神戸大学医学部附属病院 総合臨床教育センター神戸大学医学部附属病院総合臨床教育センター

先輩研修医からのメッセージ

・たすきがけコースについて(たすきがけコース研修医)

 たすきがけコースは市中病院と大学病院の良いところ取りとよく言われますが、実際にたすきがけコースを経験してその通りだと実感しています。一年目でcommon disease、診療の基本、手技について学んだ上で、二年目に稀な疾患・複雑な病態に直面し、様々な専門の先生方の話を聞くことで理解を深めることが出来ています。他にも、私は二年目になる頃にまだ志望科が決まっていなかったのですが、二年目に必ず全科揃っている病院で研修できるという点も良かったです。

 進路に悩みながら二年目前半も様々な診療科で研修したのですが、最後は二年目で初めて回った科に進むことになり、二年目後半に研修する科を決める際も自分の進む診療科の先生と相談し希望通りに選ぶことができました。こんな風に二つの病院の良い点に触れながら、二年目は診療科の揃った病院で研修できるたすきがけコースを是非皆さんも考えてみてください。

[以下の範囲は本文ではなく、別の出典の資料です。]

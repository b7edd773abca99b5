//! Append-only journal file
//!
//! The journal file is opened once and kept for the life of the store. Each
//! entry goes out in a single write followed by a flush, so a reader never
//! sees half of an entry written by a completed mutation.

use std::fs::File;
use std::io::{self, Read, Write};
use std::path::{Path, PathBuf};

use chrono::{TimeZone, Utc};
use tracing::{debug, warn};

use crate::error::{PwmgrError, PwmgrResult};
use crate::storage::file_io::open_append;
use crate::storage::record::{Field, FieldReader};
use crate::storage::ScanStage;

use super::entry::{EntryKind, JournalEntry, JournalEvent, HEADER_LEN};

/// Handles writing entries to the journal file
#[derive(Debug)]
pub struct Journal {
    /// Path to the journal file
    path: PathBuf,
    /// Long-lived append handle
    file: File,
    read_window: usize,
}

impl Journal {
    /// Open (creating if needed) the journal at `path`
    pub fn open(path: PathBuf, read_window: usize) -> PwmgrResult<Self> {
        let file = open_append(&path).map_err(|e| {
            PwmgrError::Setup(format!(
                "Unable to open journal '{}' ({})",
                path.display(),
                e
            ))
        })?;

        Ok(Self {
            path,
            file,
            read_window,
        })
    }

    /// Record a mutation
    ///
    /// Returns the entry exactly as it was written.
    pub fn append(&self, event: JournalEvent) -> PwmgrResult<JournalEntry> {
        let entry = JournalEntry::new(event);
        let bytes = entry.encode();

        let mut file = &self.file;
        file.write_all(&bytes)
            .map_err(|e| PwmgrError::Io(format!("Failed to write journal entry: {}", e)))?;
        file.flush()
            .map_err(|e| PwmgrError::Io(format!("Failed to flush journal: {}", e)))?;

        debug!(kind = %entry.kind(), "journal entry written");
        Ok(entry)
    }

    /// Lazily read every entry, oldest first
    ///
    /// Each call opens a fresh handle, so enumeration can be restarted.
    pub fn read_all(&self) -> PwmgrResult<JournalReader<File>> {
        let file = File::open(&self.path)
            .map_err(|e| PwmgrError::Io(format!("Failed to open journal: {}", e)))?;
        Ok(JournalReader::new(file, self.path.clone(), self.read_window))
    }

    /// Get the number of entries in the journal
    pub fn entry_count(&self) -> PwmgrResult<usize> {
        self.read_all()?
            .try_fold(0, |count, entry| entry.map(|_| count + 1))
    }

    /// Get the path to the journal file
    pub fn path(&self) -> &Path {
        &self.path
    }
}

/// Lazy sequence of decoded journal entries
///
/// A corrupt entry is yielded as an `Err` item and ends the enumeration.
pub struct JournalReader<R = File> {
    fields: FieldReader<R>,
    file: PathBuf,
    done: bool,
}

impl<R: Read> JournalReader<R> {
    pub fn new(inner: R, file: PathBuf, window: usize) -> Self {
        Self {
            fields: FieldReader::new(inner, window),
            file,
            done: false,
        }
    }

    fn corrupt(&self, stage: ScanStage) -> PwmgrError {
        warn!(file = %self.file.display(), %stage, "corrupt journal");
        PwmgrError::Corrupt {
            file: self.file.clone(),
            stage,
        }
    }

    fn read_error(&self, err: io::Error) -> PwmgrError {
        PwmgrError::Io(format!("Failed to read journal: {}", err))
    }

    fn read_entry(&mut self) -> PwmgrResult<Option<JournalEntry>> {
        let header = match self
            .fields
            .take(HEADER_LEN)
            .map_err(|e| self.read_error(e))?
        {
            Field::Complete(header) => header,
            Field::End => return Ok(None),
            Field::Partial => return Err(self.corrupt(ScanStage::EntryHeader)),
        };

        let kind = EntryKind::from_tag(header[0]).ok_or_else(|| self.corrupt(ScanStage::EntryKind))?;

        let mut seconds = [0u8; 8];
        seconds.copy_from_slice(&header[1..HEADER_LEN]);
        let timestamp = Utc
            .timestamp_opt(i64::from_le_bytes(seconds), 0)
            .single()
            .ok_or_else(|| self.corrupt(ScanStage::EntryHeader))?;

        let mut fields = Vec::with_capacity(kind.field_count());
        for _ in 0..kind.field_count() {
            match self.fields.next_field(None).map_err(|e| self.read_error(e))? {
                Field::Complete(field) => fields.push(String::from_utf8_lossy(&field).into_owned()),
                Field::End | Field::Partial => return Err(self.corrupt(ScanStage::EntryField)),
            }
        }

        let event = JournalEvent::from_fields(kind, fields)
            .ok_or_else(|| self.corrupt(ScanStage::EntryField))?;
        Ok(Some(JournalEntry::with_timestamp(event, timestamp)))
    }
}

impl<R: Read> Iterator for JournalReader<R> {
    type Item = PwmgrResult<JournalEntry>;

    fn next(&mut self) -> Option<Self::Item> {
        if self.done {
            return None;
        }
        match self.read_entry() {
            Ok(Some(entry)) => Some(Ok(entry)),
            Ok(None) => {
                self.done = true;
                None
            }
            Err(err) => {
                self.done = true;
                Some(Err(err))
            }
        }
    }
}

・小児科医育成コースについて(小児科医育成コース研修医)

 小児科医育成コースでは、小児科、周産期に重点を置いた研修が可能です。1年目の研修病院を神戸大学病院か加古川中央市民病院から選ぶことができます。
 私は1 年目は加古川中央市民病院で内科 6ヶ月、救急 3ヶ月、小児科 3 ヶ月を周りました。加古川中央市民病院の小児科は東播磨地域という広い医療圏をカバーしており、とにかく症例数が豊富です。気管支炎、喘息、腸炎、熱性けいれんなどcommon diseaseをたくさん経験することができます。また、小児科医育成コースとはいえ救急科・内科は他のコースと同期間研修するため、小児科以外の科の知識もしっかり身につきます 。
 2 年目は大学病院で必修の一般小児科 3 ヶ月、小児外科 2 ヶ月、産科2 ヶ月、地域 1 ヶ月に加えて、4 ヶ月の選択科目があります。大学病院の小児科では血液腫瘍疾患や様々な領域の難治性疾患、希少疾患など、市中病院では診ることのない疾患を経験することができます。研修医のうちから市中病院と大学病院両方の特色を経験することができるのがこのコースの魅力だと思います。小児科に興味のある方は是非研修先として考えてみてください。

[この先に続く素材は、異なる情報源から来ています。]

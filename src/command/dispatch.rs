//! Dispatcher: walks the command tree one token at a time
//!
//! Each step pops a token, maps it to a canonical word, moves to the child of
//! that name and, when the name has a dependency descriptor, pops and checks
//! the argument that must follow it. A leaf ends the walk with its action and
//! the collected arguments; a special node ends it with the rest of the
//! stream. Any failure aborts the whole command before anything has run.

use thiserror::Error;
use tracing::debug;

use super::tree::{dependency, Action, CommandTree, Node, NodeKind, Special};
use crate::lexer::{Token, TokenKind, TokenStream, Value};

/// A fully resolved command
#[derive(Debug)]
pub enum Resolved<'a> {
    /// Leaf with its positional arguments, in the order they appeared
    Command {
        node: &'static Node,
        action: Action,
        args: Vec<Value<'a>>,
    },
    /// Special node with the tokens it has not consumed
    Special {
        node: &'static Node,
        special: Special,
        rest: TokenStream<'a>,
    },
}

/// Why a token stream does not name a command
#[derive(Error, Debug, Clone, PartialEq, Eq)]
pub enum DispatchError {
    /// Ran out of tokens on an interior node
    #[error("{}", incomplete_message(.node))]
    Incomplete { node: &'static Node },

    /// No child of `node` is called `word`
    #[error("{}", unknown_branch_message(.node, .word))]
    UnknownBranch { node: &'static Node, word: String },

    /// Token that cannot name a branch (string, number, stray punctuation)
    #[error("Unexpected {kind} at position {offset}")]
    UnexpectedToken { kind: TokenKind, offset: usize },

    /// Dependency token missing at end of input
    #[error("Expected {expected} after '{branch}'")]
    MissingDependency {
        branch: &'static str,
        expected: &'static str,
    },

    /// Dependency token present but of the wrong kind
    #[error("Expected {expected} after '{branch}', found {found}")]
    WrongDependency {
        branch: &'static str,
        expected: &'static str,
        found: TokenKind,
        offset: usize,
    },
}

fn incomplete_message(node: &Node) -> String {
    if node.is_root() {
        "Command needs more options".to_string()
    } else {
        format!("Branch '{}' needs more options", node.name)
    }
}

fn unknown_branch_message(node: &Node, word: &str) -> String {
    if node.is_root() {
        format!("Branch '{}' doesn't exist", word)
    } else {
        format!("Branch '{}' doesn't have the option '{}'", node.name, word)
    }
}

impl DispatchError {
    /// Node whose children are worth listing as alternatives
    pub fn options(&self) -> Option<&'static Node> {
        match self {
            Self::Incomplete { node } | Self::UnknownBranch { node, .. } => Some(*node),
            _ => None,
        }
    }

    /// Byte offset the error points at, if any
    pub fn offset(&self) -> Option<usize> {
        match self {
            Self::UnexpectedToken { offset, .. } | Self::WrongDependency { offset, .. } => {
                Some(*offset)
            }
            _ => None,
        }
    }
}

/// Canonical word for shorthand punctuation
pub fn shorthand(kind: TokenKind) -> Option<&'static str> {
    let word = match kind {
        TokenKind::Plus => "add",
        TokenKind::Minus => "remove",
        TokenKind::Colon => "account",
        TokenKind::Equals => "value",
        TokenKind::At => "property",
        TokenKind::Question => "info",
        _ => return None,
    };
    Some(word)
}

fn canonical_word<'a>(stream: &TokenStream<'a>, token: Token) -> Result<&'a str, DispatchError> {
    match token.kind {
        TokenKind::Word => Ok(stream.text(token)),
        kind => shorthand(kind).ok_or(DispatchError::UnexpectedToken {
            kind,
            offset: token.offset,
        }),
    }
}

fn step<'a>(
    node: &'static Node,
    stream: &mut TokenStream<'a>,
) -> Result<&'static Node, DispatchError> {
    let token = stream
        .next_token()
        .ok_or(DispatchError::Incomplete { node })?;
    let word = canonical_word(stream, token)?;
    node.child(word)
        .ok_or_else(|| DispatchError::UnknownBranch {
            node,
            word: word.to_string(),
        })
}

/// Resolve a token stream against a command tree
pub fn dispatch<'a>(
    mut stream: TokenStream<'a>,
    tree: &CommandTree,
) -> Result<Resolved<'a>, DispatchError> {
    let mut node = tree.root();
    let mut args = Vec::new();

    loop {
        let child = step(node, &mut stream)?;

        if let Some(dep) = dependency(child.name) {
            let token = stream
                .next_token()
                .ok_or(DispatchError::MissingDependency {
                    branch: child.name,
                    expected: dep.expected,
                })?;
            let value = stream
                .value(token)
                .filter(|_| dep.accepts(token.kind))
                .ok_or(DispatchError::WrongDependency {
                    branch: child.name,
                    expected: dep.expected,
                    found: token.kind,
                    offset: token.offset,
                })?;
            args.push(value);
        }

        node = child;
        match node.kind {
            NodeKind::Leaf(action) => {
                debug!(branch = node.name, ?action, args = args.len(), "resolved command");
                return Ok(Resolved::Command { node, action, args });
            }
            NodeKind::Special(special) => {
                debug!(branch = node.name, ?special, "resolved special command");
                return Ok(Resolved::Special {
                    node,
                    special,
                    rest: stream,
                });
            }
            NodeKind::Interior(_) => {}
        }
    }
}

/// Follow branch names without checking dependencies
///
/// Used by `help` to find the node a path of names refers to. A branch with
/// a dependency skips the one token after it, whatever its kind, so
/// `account bob show` reaches `show`. Stops at the first leaf or special
/// node; trailing tokens after it are ignored.
pub fn describe(
    stream: &mut TokenStream<'_>,
    tree: &CommandTree,
) -> Result<&'static Node, DispatchError> {
    let mut node = tree.root();
    while node.is_interior() && stream.has_next() {
        node = step(node, stream)?;
        if node.is_interior() && dependency(node.name).is_some() {
            stream.next_token();
        }
    }
    Ok(node)
}

#[cfg(test)]
mod tests {
    use super::*;
    use crate::lexer::tokenize;

    static ADD_ONLY: [Node; 1] = [Node::leaf("account", "add an account", Action::AddAccount)];
    static SMALL_TOP: [Node; 1] = [Node::interior("add", "add things", &ADD_ONLY)];
    static SMALL_ROOT: Node = Node::interior("", "", &SMALL_TOP);

    fn small_tree() -> CommandTree {
        CommandTree::new(&SMALL_ROOT)
    }

    fn resolve(line: &str) -> Result<(Action, Vec<String>), DispatchError> {
        let stream = tokenize(line).unwrap();
        match dispatch(stream, &CommandTree::standard())? {
            Resolved::Command { action, args, .. } => {
                Ok((action, args.iter().map(|v| v.to_string()).collect()))
            }
            Resolved::Special { .. } => panic!("unexpected special node"),
        }
    }

    #[test]
    fn test_leaf_with_dependency() {
        let stream = tokenize("add account bob").unwrap();
        match dispatch(stream, &small_tree()).unwrap() {
            Resolved::Command { node, action, args } => {
                assert_eq!(node.name, "account");
                assert_eq!(action, Action::AddAccount);
                assert_eq!(args, vec![Value::Word("bob")]);
            }
            other => panic!("unexpected {other:?}"),
        }
    }

    #[test]
    fn test_unknown_option_lists_parent() {
        let stream = tokenize("add zzz").unwrap();
        let err = dispatch(stream, &small_tree()).unwrap_err();
        assert_eq!(err.to_string(), "Branch 'add' doesn't have the option 'zzz'");
        let options = err.options().unwrap();
        assert_eq!(options.name, "add");
        assert_eq!(options.children()[0].name, "account");
    }

    #[test]
    fn test_unknown_top_level_branch() {
        let err = resolve("frobnicate").unwrap_err();
        assert_eq!(err.to_string(), "Branch 'frobnicate' doesn't exist");
        assert!(err.options().unwrap().is_root());
    }

    fn describe_line(line: &str) -> Result<&'static str, DispatchError> {
        let mut stream = tokenize(line).unwrap();
        describe(&mut stream, &CommandTree::standard()).map(|node| node.name)
    }

    #[test]
    fn test_describe_skips_dependency_values() {
        assert_eq!(describe_line("account bob show").unwrap(), "show");
        assert_eq!(describe_line(": \"bob\" show").unwrap(), "show");
        assert_eq!(describe_line("account bob").unwrap(), "account");
        assert_eq!(describe_line("add property").unwrap(), "property");
        assert!(matches!(
            describe_line("account bob zzz"),
            Err(DispatchError::UnknownBranch { word, .. }) if word == "zzz"
        ));
    }

    #[test]
    fn test_shorthand_matches_words() {
        let long = resolve("add account bob").unwrap();
        let short = resolve("+ account bob").unwrap();
        let shorter = resolve("+:bob").unwrap();
        assert_eq!(long, short);
        assert_eq!(long, shorter);
    }

    #[test]
    fn test_add_property_collects_three_arguments() {
        let (action, args) =
            resolve(r#"add property user account github value "bob""#).unwrap();
        assert_eq!(action, Action::AddProperty);
        assert_eq!(args, vec!["user", "github", "bob"]);

        let (action, args) = resolve(r#"+@user:github="bob""#).unwrap();
        assert_eq!(action, Action::AddProperty);
        assert_eq!(args, vec!["user", "github", "bob"]);
    }

    #[test]
    fn test_number_value_is_accepted() {
        let (_, args) = resolve("+@pin:bank=0042").unwrap();
        assert_eq!(args, vec!["pin", "bank", "0042"]);
    }

    #[test]
    fn test_digit_names_are_accepted() {
        let (action, args) = resolve("add account 2024").unwrap();
        assert_eq!(action, Action::AddAccount);
        assert_eq!(args, vec!["2024"]);

        let (_, args) = resolve(r#"add property 2 account 007 value "x""#).unwrap();
        assert_eq!(args, vec!["2", "007", "x"]);
    }

    #[test]
    fn test_needs_more_options() {
        let err = resolve("remove").unwrap_err();
        assert_eq!(err.to_string(), "Branch 'remove' needs more options");
        assert_eq!(err.options().unwrap().name, "remove");

        let err = resolve("").unwrap_err();
        assert!(err.options().unwrap().is_root());
    }

    #[test]
    fn test_missing_dependency() {
        let err = resolve("add account").unwrap_err();
        assert_eq!(
            err,
            DispatchError::MissingDependency {
                branch: "account",
                expected: "an account name (word)",
            }
        );
    }

    #[test]
    fn test_wrong_dependency_kind() {
        let err = resolve(r#"add account "bob""#).unwrap_err();
        assert!(matches!(
            err,
            DispatchError::WrongDependency {
                branch: "account",
                found: TokenKind::String,
                offset: 12,
                ..
            }
        ));
        assert_eq!(err.offset(), Some(12));

        let err = resolve("+@user:github=bob").unwrap_err();
        assert!(matches!(
            err,
            DispatchError::WrongDependency {
                branch: "value",
                found: TokenKind::Word,
                ..
            }
        ));
    }

    #[test]
    fn test_string_cannot_name_a_branch() {
        let err = resolve(r#""add""#).unwrap_err();
        assert_eq!(
            err,
            DispatchError::UnexpectedToken {
                kind: TokenKind::String,
                offset: 0,
            }
        );

        let err = resolve("add %").unwrap_err();
        assert_eq!(err.offset(), Some(4));
    }

    #[test]
    fn test_no_backtracking_to_siblings() {
        // "account" under "add" is a leaf needing a name; the failure must not
        // fall through to "property"
        let err = resolve(r#"add account "12""#).unwrap_err();
        assert!(matches!(err, DispatchError::WrongDependency { .. }));
    }

    #[test]
    fn test_special_keeps_remaining_tokens() {
        let stream = tokenize("help add account").unwrap();
        match dispatch(stream, &CommandTree::standard()).unwrap() {
            Resolved::Special {
                special, mut rest, ..
            } => {
                assert_eq!(special, Special::Help);
                assert_eq!(rest.remaining(), 2);
                let next = rest.next_token().unwrap();
                assert_eq!(rest.text(next), "add");
            }
            other => panic!("unexpected {other:?}"),
        }
    }

    #[test]
    fn test_leaves_without_dependencies() {
        assert_eq!(resolve("tree").unwrap(), (Action::Tree, vec![]));
        assert_eq!(resolve("? backup").unwrap(), (Action::ShowJournal, vec![]));
        assert_eq!(
            resolve("account bob show").unwrap(),
            (Action::ShowAccount, vec!["bob".to_string()])
        );
    }

    #[test]
    fn test_describe_ignores_dependencies() {
        let tree = CommandTree::standard();

        let mut stream = tokenize("add account").unwrap();
        assert_eq!(describe(&mut stream, &tree).unwrap().name, "account");

        let mut stream = tokenize("").unwrap();
        assert!(describe(&mut stream, &tree).unwrap().is_root());

        let mut stream = tokenize("add nope").unwrap();
        assert!(matches!(
            describe(&mut stream, &tree),
            Err(DispatchError::UnknownBranch { .. })
        ));
    }
}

・初期研修の2年間を振り返って(たすきがけコース研修医)

 初期研修2年間を振り返って一番思うことは、たすきがけコースにしてたくさんの上級医、そして同期に出会えたなということです。私がたすきがけコースを選んだ理由は、市中病院と大学病院のいいとこどりが出来るからでした。もちろん、市中病院ではcommon diseaseを学ばせていただき、大学病院では希少疾患を学ばせていただいて、大変勉強になりました。しかし、それと同じぐらい貴重な出会いがたくさんありました。今後、専門分野に進んでからも相談できる上級医や同期がたくさんいると考えると、とても心強いです。そうした意味からも、たくさんの人と出会えるたすきがけコースはオススメです!